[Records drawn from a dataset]
___

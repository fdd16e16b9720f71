use std::io::Write;
use std::process::{Command, Stdio};

use camino::{Utf8Path, Utf8PathBuf};
use image::DynamicImage;
use ocrs::{ImageSource, OcrEngine, OcrEngineParams};
use tracing::{info, instrument, warn};

use crate::error::{Error, Result};
use crate::image_processing::preprocess::PreprocessedBitmap;
use crate::normalize::normalize;

/// Page segmentation mode 6: a single uniform block of text.
const PAGE_SEGMENTATION_MODE: &str = "6";
/// Engine mode 3: legacy and LSTM recognisers combined.
const ENGINE_MODE: &str = "3";

/// Anything able to turn a binarized bitmap into raw text.
pub trait TextRecognizer {
    fn recognize(&self, bitmap: &PreprocessedBitmap) -> Result<String>;
}

/// Runs the `tesseract` executable, feeding it PNG data over stdin.
#[derive(Debug, Clone)]
pub struct TesseractEngine {
    command: Utf8PathBuf,
    language: String,
}

impl TesseractEngine {
    pub fn new(command: Option<Utf8PathBuf>, language: impl Into<String>) -> Self {
        Self {
            command: command.unwrap_or_else(|| Utf8PathBuf::from("tesseract")),
            language: language.into(),
        }
    }

    /// Asks the executable for its version. Returns `None` when it cannot be
    /// started, which usually means it is not installed or not on `PATH`.
    pub fn probe(&self) -> Option<String> {
        let output = Command::new(&self.command).arg("--version").output();
        match output {
            Ok(output) if output.status.success() => {
                // tesseract has printed its version to either stream over time
                let text = if output.stdout.is_empty() {
                    output.stderr
                } else {
                    output.stdout
                };
                let version = String::from_utf8_lossy(&text)
                    .lines()
                    .next()
                    .unwrap_or_default()
                    .to_string();
                info!(command = %self.command, %version, "found tesseract");
                Some(version)
            }
            Ok(output) => {
                warn!(command = %self.command, status = %output.status, "tesseract --version failed");
                None
            }
            Err(e) => {
                warn!(command = %self.command, "unable to run tesseract: {e}");
                None
            }
        }
    }
}

impl TextRecognizer for TesseractEngine {
    fn recognize(&self, bitmap: &PreprocessedBitmap) -> Result<String> {
        let png = bitmap.to_png()?;
        let mut child = Command::new(&self.command)
            .args(["stdin", "stdout"])
            .args(["--oem", ENGINE_MODE, "--psm", PAGE_SEGMENTATION_MODE])
            .args(["-l", &self.language])
            .stdin(Stdio::piped())
            .stdout(Stdio::piped())
            .stderr(Stdio::piped())
            .spawn()
            .map_err(|e| Error::OcrEngineFailure(format!("failed to start {}: {e}", self.command)))?;

        // Written from a separate thread so the child is always reaped, even
        // when it exits before consuming the whole image.
        let feeder = child.stdin.take().map(|mut stdin| {
            std::thread::spawn(move || -> std::io::Result<()> {
                stdin.write_all(&png)?;
                stdin.flush()
            })
        });

        let output = child
            .wait_with_output()
            .map_err(|e| Error::OcrEngineFailure(format!("tesseract did not finish: {e}")))?;
        let sent = match feeder {
            Some(feeder) => feeder
                .join()
                .map_err(|_| Error::OcrEngineFailure("image writer panicked".into()))?,
            None => Err(std::io::Error::other("stdin unavailable")),
        };

        if !output.status.success() {
            let stderr = String::from_utf8_lossy(&output.stderr);
            return Err(Error::OcrEngineFailure(format!(
                "tesseract exited with {}: {}",
                output.status,
                stderr.trim()
            )));
        }
        sent.map_err(|e| Error::OcrEngineFailure(format!("failed to send image: {e}")))?;

        Ok(String::from_utf8_lossy(&output.stdout).into_owned())
    }
}

/// Pure Rust recognition through `ocrs`, with the models loaded up front.
pub struct OcrsEngine {
    engine: OcrEngine,
}

impl OcrsEngine {
    pub fn new(detection_model: &Utf8Path, recognition_model: &Utf8Path) -> Result<Self> {
        let load = |path: &Utf8Path| {
            rten::Model::load_file(path).map_err(|e| {
                Error::OcrEngineFailure(format!("failed to load model {path}: {e}"))
            })
        };

        let params = OcrEngineParams {
            detection_model: Some(load(detection_model)?),
            recognition_model: Some(load(recognition_model)?),
            ..Default::default()
        };
        let engine = OcrEngine::new(params)
            .map_err(|e| Error::OcrEngineFailure(format!("failed to create engine: {e}")))?;

        Ok(Self { engine })
    }
}

impl TextRecognizer for OcrsEngine {
    fn recognize(&self, bitmap: &PreprocessedBitmap) -> Result<String> {
        let image = DynamicImage::ImageLuma8(bitmap.to_gray_image()).to_rgb8();
        let img_source = ImageSource::from_bytes(image.as_raw(), image.dimensions())
            .map_err(|e| Error::OcrEngineFailure(format!("invalid image source: {e}")))?;
        let input = self
            .engine
            .prepare_input(img_source)
            .map_err(|e| Error::OcrEngineFailure(format!("failed to prepare input: {e}")))?;
        self.engine
            .get_text(&input)
            .map_err(|e| Error::OcrEngineFailure(format!("failed to get text: {e}")))
    }
}

/// Wraps a recognizer so that its output is always normalized and its
/// failures never escape.
pub struct OcrAdapter {
    engine: Box<dyn TextRecognizer>,
}

impl OcrAdapter {
    pub fn new(engine: impl TextRecognizer + 'static) -> Self {
        Self {
            engine: Box::new(engine),
        }
    }

    /// Returns the normalized text for `bitmap`. A missing bitmap
    /// short-circuits to an empty string without calling the engine, and
    /// engine errors are logged and turned into an empty string.
    #[instrument(skip_all)]
    pub fn read_text(&self, bitmap: Option<&PreprocessedBitmap>) -> String {
        let Some(bitmap) = bitmap else {
            return String::new();
        };

        match self.engine.recognize(bitmap) {
            Ok(raw) => normalize(&raw),
            Err(e) => {
                warn!("{e}");
                String::new()
            }
        }
    }
}

#[cfg(test)]
pub(crate) mod tests {
    use std::cell::Cell;
    use std::rc::Rc;

    use image::{DynamicImage, GrayImage};

    use super::*;
    use crate::image_processing::preprocess::preprocess_image;

    /// Returns canned text and counts how often it was asked.
    #[derive(Clone, Default)]
    pub(crate) struct FakeRecognizer {
        pub text: String,
        pub fail: bool,
        pub calls: Rc<Cell<usize>>,
    }

    impl FakeRecognizer {
        pub(crate) fn returning(text: &str) -> Self {
            Self {
                text: text.to_string(),
                ..Default::default()
            }
        }

        pub(crate) fn failing() -> Self {
            Self {
                fail: true,
                ..Default::default()
            }
        }
    }

    impl TextRecognizer for FakeRecognizer {
        fn recognize(&self, _bitmap: &PreprocessedBitmap) -> Result<String> {
            self.calls.set(self.calls.get() + 1);
            if self.fail {
                Err(Error::OcrEngineFailure("engine exploded".into()))
            } else {
                Ok(self.text.clone())
            }
        }
    }

    fn bitmap() -> PreprocessedBitmap {
        preprocess_image(&DynamicImage::ImageLuma8(GrayImage::new(4, 4)))
    }

    #[test]
    fn normalizes_engine_output() {
        let adapter = OcrAdapter::new(FakeRecognizer::returning("  HELLO\n\n WORLD ©\n"));
        assert_eq!(adapter.read_text(Some(&bitmap())), "HELLO WORLD");
    }

    #[test]
    fn missing_bitmap_skips_the_engine() {
        let fake = FakeRecognizer::returning("never seen");
        let calls = fake.calls.clone();
        let adapter = OcrAdapter::new(fake);

        assert_eq!(adapter.read_text(None), "");
        assert_eq!(calls.get(), 0);
    }

    #[test]
    fn engine_failure_becomes_empty_text() {
        let fake = FakeRecognizer::failing();
        let calls = fake.calls.clone();
        let adapter = OcrAdapter::new(fake);

        assert_eq!(adapter.read_text(Some(&bitmap())), "");
        assert_eq!(calls.get(), 1);
    }

    #[test]
    fn missing_tesseract_binary_is_an_engine_failure() {
        let engine = TesseractEngine::new(
            Some(Utf8PathBuf::from("/nonexistent/bin/tesseract")),
            "eng",
        );
        assert!(engine.probe().is_none());
        assert!(matches!(
            engine.recognize(&bitmap()),
            Err(Error::OcrEngineFailure(_))
        ));
    }

    #[cfg(unix)]
    fn fake_tesseract(dir: &tempfile::TempDir, script: &str) -> Utf8PathBuf {
        use std::os::unix::fs::PermissionsExt;

        let path = Utf8PathBuf::from_path_buf(dir.path().join("tesseract")).unwrap();
        std::fs::write(&path, format!("#!/bin/sh\n{script}\n")).unwrap();
        std::fs::set_permissions(&path, std::fs::Permissions::from_mode(0o755)).unwrap();
        path
    }

    #[cfg(unix)]
    fn noisy_bitmap() -> PreprocessedBitmap {
        let image = GrayImage::from_fn(1200, 900, |x, y| {
            let v = (x.wrapping_mul(7919) ^ y.wrapping_mul(104_729)) % 251;
            image::Luma([if v % 3 == 0 { 0 } else { 255 }])
        });
        preprocess_image(&DynamicImage::ImageLuma8(image))
    }

    #[cfg(unix)]
    #[test]
    fn early_exit_reports_engine_stderr() {
        let dir = tempfile::TempDir::new().unwrap();
        let command = fake_tesseract(
            &dir,
            "echo \"Failed loading language 'xyz'\" >&2\nexit 1",
        );
        let engine = TesseractEngine::new(Some(command), "xyz");

        let bitmap = noisy_bitmap();
        for _ in 0..3 {
            match engine.recognize(&bitmap) {
                Err(Error::OcrEngineFailure(message)) => {
                    assert!(
                        message.contains("Failed loading language 'xyz'"),
                        "{message}"
                    );
                }
                other => panic!("unexpected result {other:?}"),
            }
        }
    }

    #[cfg(unix)]
    #[test]
    fn reads_recognized_text_from_stdout() {
        let dir = tempfile::TempDir::new().unwrap();
        let command = fake_tesseract(&dir, "cat > /dev/null\nprintf 'HELLO\\n  WORLD\\n'");
        let adapter = OcrAdapter::new(TesseractEngine::new(Some(command), "eng"));

        assert_eq!(adapter.read_text(Some(&noisy_bitmap())), "HELLO WORLD");
    }

    #[test]
    fn missing_models_fail_engine_construction() {
        let result = OcrsEngine::new(
            Utf8Path::new("/nonexistent/detection.rten"),
            Utf8Path::new("/nonexistent/recognition.rten"),
        );
        assert!(matches!(result, Err(Error::OcrEngineFailure(_))));
    }
}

___

__Work to complete__.
Collect every line from the records above that contains the word "child".

__Solution__.
        let mut child = Command::new(&self.command)
        // Written from a separate thread so the child is always reaped, even
        let feeder = child.stdin.take().map(|mut stdin| {
        let output = child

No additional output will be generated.